[Saved data entries]

:::

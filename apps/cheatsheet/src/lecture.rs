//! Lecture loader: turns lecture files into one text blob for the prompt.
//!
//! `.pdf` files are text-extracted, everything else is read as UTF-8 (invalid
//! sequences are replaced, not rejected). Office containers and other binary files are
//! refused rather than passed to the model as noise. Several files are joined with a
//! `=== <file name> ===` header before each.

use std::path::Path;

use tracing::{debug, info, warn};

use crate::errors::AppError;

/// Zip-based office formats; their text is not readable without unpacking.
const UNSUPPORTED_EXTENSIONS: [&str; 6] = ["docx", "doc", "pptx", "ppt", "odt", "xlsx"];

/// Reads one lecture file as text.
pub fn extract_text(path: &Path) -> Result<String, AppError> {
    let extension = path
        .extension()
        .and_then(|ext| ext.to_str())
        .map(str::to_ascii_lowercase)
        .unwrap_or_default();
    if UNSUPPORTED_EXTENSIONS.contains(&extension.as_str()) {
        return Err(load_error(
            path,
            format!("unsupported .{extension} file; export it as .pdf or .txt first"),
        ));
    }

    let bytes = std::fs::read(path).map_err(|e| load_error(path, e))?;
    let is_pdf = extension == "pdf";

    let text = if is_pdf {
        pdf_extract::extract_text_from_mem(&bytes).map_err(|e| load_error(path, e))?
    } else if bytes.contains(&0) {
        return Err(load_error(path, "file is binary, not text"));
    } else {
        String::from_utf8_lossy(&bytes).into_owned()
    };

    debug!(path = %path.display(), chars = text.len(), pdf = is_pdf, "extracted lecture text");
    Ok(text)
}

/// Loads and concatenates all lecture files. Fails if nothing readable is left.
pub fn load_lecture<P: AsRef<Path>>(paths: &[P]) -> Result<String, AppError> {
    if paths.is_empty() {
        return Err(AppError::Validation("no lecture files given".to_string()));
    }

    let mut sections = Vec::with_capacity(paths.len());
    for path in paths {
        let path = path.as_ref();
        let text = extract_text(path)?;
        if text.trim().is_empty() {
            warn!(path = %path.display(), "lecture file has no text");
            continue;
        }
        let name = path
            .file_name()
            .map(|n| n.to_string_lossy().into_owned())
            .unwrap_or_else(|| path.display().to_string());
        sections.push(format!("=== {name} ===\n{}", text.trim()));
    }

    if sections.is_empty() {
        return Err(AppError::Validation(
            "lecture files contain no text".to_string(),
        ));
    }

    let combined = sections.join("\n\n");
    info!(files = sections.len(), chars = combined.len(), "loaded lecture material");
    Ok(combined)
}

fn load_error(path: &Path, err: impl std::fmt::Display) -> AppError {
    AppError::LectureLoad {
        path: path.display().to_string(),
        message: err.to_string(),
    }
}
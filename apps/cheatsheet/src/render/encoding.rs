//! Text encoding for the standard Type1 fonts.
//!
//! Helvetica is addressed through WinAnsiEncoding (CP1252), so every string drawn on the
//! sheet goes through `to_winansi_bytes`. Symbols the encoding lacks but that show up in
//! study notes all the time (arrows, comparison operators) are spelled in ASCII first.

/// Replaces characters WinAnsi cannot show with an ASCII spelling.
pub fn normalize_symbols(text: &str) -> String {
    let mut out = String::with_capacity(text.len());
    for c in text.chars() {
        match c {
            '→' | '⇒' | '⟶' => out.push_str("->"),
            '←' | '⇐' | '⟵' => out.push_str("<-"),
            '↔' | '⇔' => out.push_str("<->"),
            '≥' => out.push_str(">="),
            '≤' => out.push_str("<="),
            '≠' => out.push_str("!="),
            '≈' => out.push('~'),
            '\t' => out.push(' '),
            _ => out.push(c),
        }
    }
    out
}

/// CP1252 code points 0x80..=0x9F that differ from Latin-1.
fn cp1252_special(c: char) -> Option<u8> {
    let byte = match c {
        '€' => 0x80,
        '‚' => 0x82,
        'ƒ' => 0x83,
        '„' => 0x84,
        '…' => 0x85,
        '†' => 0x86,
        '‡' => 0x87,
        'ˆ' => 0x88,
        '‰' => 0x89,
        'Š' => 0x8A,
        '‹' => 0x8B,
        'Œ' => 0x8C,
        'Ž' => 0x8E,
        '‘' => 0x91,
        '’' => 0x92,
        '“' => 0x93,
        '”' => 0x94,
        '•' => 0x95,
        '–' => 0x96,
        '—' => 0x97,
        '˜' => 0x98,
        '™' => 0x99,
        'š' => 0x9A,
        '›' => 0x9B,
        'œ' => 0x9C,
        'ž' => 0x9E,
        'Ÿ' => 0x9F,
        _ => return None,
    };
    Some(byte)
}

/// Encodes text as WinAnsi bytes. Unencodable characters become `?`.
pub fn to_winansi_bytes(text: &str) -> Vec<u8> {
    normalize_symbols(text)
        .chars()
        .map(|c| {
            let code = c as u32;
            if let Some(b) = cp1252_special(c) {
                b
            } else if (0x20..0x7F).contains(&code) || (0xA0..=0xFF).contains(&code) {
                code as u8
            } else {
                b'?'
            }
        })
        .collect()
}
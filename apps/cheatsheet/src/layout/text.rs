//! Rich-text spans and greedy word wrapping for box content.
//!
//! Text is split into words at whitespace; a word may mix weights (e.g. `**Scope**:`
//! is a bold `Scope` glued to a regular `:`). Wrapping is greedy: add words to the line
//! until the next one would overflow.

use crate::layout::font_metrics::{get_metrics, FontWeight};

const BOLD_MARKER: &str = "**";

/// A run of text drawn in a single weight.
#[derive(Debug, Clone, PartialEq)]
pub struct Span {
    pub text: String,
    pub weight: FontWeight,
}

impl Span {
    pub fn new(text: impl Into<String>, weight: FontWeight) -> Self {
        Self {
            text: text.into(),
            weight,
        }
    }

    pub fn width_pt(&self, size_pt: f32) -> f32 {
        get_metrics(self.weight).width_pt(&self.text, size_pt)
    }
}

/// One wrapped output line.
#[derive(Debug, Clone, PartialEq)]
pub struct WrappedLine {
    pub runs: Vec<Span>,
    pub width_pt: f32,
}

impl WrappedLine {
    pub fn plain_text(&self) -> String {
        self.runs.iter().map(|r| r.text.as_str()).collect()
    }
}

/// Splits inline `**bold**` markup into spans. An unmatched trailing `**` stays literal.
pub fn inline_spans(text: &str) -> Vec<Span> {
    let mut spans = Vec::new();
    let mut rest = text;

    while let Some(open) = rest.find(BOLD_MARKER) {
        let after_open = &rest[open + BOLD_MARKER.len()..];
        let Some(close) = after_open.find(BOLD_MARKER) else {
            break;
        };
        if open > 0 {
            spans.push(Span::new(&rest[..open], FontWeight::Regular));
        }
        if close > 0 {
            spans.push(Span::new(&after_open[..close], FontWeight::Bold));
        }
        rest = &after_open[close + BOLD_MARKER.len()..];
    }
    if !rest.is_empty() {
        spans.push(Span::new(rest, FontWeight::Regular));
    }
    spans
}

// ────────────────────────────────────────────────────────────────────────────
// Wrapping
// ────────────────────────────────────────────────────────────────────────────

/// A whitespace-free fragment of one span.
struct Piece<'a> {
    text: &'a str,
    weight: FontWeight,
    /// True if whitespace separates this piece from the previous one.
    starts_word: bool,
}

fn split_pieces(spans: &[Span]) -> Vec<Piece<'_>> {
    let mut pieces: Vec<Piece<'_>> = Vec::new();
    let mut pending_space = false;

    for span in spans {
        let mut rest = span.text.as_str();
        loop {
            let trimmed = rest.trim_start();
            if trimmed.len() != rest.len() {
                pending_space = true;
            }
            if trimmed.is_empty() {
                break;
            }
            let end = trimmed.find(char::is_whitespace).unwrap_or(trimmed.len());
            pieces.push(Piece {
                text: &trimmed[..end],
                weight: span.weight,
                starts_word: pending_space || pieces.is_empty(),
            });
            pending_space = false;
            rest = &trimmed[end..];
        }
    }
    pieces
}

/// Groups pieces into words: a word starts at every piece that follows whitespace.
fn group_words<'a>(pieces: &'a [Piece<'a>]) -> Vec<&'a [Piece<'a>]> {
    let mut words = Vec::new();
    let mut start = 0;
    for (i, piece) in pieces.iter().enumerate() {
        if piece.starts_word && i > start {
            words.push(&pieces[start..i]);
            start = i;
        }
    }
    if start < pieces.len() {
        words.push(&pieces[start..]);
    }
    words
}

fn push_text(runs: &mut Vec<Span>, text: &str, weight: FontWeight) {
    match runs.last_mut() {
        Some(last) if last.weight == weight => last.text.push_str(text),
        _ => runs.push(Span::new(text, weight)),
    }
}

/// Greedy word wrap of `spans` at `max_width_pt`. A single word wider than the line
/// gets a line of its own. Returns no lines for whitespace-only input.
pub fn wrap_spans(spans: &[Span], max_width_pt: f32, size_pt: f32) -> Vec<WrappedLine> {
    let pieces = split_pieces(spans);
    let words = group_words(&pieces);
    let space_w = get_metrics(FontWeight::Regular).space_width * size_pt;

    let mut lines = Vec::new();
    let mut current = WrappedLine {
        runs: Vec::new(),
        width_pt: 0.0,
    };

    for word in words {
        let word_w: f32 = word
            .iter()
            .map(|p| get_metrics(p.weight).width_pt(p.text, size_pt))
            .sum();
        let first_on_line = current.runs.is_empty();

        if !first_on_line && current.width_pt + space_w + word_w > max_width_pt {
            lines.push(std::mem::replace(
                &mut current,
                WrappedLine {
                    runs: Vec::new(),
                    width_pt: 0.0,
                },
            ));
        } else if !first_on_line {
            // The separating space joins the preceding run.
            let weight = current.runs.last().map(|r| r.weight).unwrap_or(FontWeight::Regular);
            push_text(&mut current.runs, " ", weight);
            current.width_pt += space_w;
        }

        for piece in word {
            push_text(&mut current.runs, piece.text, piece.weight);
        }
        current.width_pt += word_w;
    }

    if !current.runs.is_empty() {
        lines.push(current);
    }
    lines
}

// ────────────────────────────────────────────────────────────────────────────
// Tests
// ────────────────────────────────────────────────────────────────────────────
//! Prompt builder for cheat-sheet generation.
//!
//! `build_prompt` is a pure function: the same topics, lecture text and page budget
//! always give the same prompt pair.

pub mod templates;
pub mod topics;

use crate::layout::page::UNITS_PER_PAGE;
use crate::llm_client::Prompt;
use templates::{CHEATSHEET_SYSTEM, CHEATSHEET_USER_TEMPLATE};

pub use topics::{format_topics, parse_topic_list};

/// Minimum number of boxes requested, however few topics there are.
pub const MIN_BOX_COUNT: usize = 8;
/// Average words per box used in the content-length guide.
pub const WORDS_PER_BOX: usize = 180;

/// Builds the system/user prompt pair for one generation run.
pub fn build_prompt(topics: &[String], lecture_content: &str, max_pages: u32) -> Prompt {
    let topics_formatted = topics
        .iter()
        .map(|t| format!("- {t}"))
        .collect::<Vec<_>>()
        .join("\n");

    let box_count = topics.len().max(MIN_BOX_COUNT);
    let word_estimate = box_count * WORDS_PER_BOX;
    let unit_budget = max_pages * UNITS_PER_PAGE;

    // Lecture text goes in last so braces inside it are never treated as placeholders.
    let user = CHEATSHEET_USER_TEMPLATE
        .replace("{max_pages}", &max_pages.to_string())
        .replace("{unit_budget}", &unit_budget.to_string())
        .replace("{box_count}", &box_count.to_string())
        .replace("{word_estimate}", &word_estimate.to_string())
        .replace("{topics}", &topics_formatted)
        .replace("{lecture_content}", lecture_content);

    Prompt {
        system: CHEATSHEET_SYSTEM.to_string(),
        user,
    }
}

:::

■ Work required ■
Start at the first line of the entries and stop at the line that contains "readable without unpacking.". Repeat every line in that span exactly, and nothing beyond it.

■ Answer for this exercise ■
filename apps/cheatsheet/src/lecture.rs
//! Lecture loader: turns lecture files into one text blob for the prompt.
//!
//! `.pdf` files are text-extracted, everything else is read as UTF-8 (invalid
//! sequences are replaced, not rejected). Office containers and other binary files are
//! refused rather than passed to the model as noise. Several files are joined with a
//! `=== <file name> ===` header before each.

use std::path::Path;

use tracing::{debug, info, warn};

use crate::errors::AppError;

/// Zip-based office formats; their text is not readable without unpacking.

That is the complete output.